Stored data
^^^^^^^^^^^^^^^^

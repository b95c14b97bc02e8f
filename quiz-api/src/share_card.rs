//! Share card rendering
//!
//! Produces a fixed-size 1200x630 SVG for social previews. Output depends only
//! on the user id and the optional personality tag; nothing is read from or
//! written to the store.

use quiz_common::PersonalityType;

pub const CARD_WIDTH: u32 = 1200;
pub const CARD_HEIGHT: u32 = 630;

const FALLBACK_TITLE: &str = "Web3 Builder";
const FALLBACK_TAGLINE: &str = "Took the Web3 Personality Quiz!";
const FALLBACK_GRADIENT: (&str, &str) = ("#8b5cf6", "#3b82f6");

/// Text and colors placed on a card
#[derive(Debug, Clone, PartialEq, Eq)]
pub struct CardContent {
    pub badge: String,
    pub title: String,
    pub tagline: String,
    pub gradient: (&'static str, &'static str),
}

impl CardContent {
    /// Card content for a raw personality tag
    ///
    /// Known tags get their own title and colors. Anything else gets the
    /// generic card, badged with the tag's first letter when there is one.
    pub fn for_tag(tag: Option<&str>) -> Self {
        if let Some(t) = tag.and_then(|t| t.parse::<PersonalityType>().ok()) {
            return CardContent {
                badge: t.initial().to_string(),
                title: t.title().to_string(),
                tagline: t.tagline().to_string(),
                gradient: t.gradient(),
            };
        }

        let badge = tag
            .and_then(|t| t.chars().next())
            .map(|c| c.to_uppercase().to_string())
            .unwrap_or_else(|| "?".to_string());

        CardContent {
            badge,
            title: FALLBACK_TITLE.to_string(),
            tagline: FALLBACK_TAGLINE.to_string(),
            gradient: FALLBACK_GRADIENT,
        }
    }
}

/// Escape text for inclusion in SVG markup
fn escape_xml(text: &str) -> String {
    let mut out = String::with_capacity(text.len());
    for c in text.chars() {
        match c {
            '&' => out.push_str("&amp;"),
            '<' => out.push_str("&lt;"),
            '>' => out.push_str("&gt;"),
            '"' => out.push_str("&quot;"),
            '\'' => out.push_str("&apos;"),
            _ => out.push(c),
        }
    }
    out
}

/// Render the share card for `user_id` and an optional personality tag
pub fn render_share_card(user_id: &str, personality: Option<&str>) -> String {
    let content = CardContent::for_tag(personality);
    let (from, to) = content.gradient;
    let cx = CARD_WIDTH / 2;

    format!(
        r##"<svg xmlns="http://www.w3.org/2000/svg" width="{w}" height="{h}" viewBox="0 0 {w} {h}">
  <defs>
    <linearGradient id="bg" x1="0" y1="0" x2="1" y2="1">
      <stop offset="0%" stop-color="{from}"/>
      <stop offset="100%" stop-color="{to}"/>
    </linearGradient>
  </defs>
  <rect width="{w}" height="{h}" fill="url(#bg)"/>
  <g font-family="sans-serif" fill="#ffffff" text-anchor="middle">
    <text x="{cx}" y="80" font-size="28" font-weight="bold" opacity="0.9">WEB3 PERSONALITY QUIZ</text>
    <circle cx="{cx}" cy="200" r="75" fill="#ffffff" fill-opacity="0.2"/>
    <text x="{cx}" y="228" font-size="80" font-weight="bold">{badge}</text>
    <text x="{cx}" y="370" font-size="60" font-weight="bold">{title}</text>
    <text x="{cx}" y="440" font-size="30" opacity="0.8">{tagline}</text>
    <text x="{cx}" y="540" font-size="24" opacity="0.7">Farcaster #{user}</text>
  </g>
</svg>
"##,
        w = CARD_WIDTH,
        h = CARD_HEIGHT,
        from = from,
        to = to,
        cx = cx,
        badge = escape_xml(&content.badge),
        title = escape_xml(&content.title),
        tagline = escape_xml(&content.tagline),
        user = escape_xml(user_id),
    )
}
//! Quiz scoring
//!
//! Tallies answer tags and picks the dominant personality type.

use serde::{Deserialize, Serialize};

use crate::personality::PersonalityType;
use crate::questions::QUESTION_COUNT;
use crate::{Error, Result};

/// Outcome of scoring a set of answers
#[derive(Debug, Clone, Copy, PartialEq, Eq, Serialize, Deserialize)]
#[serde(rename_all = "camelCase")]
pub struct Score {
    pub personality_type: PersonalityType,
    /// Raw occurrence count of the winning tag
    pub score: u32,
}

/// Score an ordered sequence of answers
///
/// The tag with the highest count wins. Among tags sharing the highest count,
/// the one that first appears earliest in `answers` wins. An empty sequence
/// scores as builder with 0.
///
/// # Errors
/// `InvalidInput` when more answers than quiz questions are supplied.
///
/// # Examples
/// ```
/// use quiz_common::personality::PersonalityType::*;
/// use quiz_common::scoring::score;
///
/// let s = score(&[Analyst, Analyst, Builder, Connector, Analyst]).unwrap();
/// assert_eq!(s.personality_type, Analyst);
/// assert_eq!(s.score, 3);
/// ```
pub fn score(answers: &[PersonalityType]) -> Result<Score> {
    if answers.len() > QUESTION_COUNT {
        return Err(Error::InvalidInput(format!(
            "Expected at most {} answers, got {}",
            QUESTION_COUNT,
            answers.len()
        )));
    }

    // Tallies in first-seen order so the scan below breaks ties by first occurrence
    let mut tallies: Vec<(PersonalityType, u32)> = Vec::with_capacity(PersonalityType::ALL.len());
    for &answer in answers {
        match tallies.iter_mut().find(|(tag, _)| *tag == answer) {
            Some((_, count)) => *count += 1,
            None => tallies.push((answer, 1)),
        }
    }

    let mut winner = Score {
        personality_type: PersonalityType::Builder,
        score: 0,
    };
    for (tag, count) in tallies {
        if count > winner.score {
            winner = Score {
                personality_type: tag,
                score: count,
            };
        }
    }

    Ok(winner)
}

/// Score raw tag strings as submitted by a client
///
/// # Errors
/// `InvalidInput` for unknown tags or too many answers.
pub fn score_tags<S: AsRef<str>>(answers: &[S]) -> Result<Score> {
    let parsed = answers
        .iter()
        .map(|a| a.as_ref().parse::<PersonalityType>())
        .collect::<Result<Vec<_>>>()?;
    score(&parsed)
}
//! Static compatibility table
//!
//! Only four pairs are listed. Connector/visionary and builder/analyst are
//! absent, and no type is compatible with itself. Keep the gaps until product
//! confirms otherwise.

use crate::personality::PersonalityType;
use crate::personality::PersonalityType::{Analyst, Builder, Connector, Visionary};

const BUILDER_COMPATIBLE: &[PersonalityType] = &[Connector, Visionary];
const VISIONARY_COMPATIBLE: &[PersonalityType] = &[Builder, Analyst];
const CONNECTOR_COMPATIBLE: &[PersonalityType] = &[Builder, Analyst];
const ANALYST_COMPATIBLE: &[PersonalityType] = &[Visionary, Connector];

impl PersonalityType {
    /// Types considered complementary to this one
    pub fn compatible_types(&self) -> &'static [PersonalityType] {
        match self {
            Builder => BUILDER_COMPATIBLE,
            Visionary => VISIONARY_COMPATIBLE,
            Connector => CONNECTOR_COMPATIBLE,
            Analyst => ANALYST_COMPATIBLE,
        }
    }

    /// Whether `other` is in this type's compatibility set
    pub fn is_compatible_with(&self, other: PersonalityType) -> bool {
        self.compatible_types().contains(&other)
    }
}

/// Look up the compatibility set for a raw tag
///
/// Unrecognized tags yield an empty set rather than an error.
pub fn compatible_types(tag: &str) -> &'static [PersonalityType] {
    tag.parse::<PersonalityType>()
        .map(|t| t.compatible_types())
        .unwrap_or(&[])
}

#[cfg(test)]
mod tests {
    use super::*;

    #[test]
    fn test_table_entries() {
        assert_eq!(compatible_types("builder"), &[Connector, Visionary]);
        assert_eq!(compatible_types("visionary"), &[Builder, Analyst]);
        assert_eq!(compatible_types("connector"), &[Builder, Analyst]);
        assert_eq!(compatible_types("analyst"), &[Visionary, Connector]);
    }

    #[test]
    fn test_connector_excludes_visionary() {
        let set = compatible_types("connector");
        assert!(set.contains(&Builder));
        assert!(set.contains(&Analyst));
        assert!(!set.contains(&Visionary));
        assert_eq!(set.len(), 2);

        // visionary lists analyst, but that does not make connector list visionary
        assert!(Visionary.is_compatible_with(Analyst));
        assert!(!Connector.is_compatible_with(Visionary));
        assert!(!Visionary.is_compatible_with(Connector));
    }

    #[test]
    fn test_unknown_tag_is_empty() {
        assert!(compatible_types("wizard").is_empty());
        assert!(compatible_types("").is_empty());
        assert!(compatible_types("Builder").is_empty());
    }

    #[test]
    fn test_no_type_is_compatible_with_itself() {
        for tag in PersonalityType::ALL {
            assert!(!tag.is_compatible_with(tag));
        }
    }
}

^^^^^^^^^^^^^^^^

What you retype should run from the first line of the entries above through the line containing "read from or", exactly and in full.

Expected output →
repository b95c14b97bc02e8f
filename quiz-api/src/share_card.rs
//! Share card rendering
//!
//! Produces a fixed-size 1200x630 SVG for social previews. Output depends only
//! on the user id and the optional personality tag; nothing is read from or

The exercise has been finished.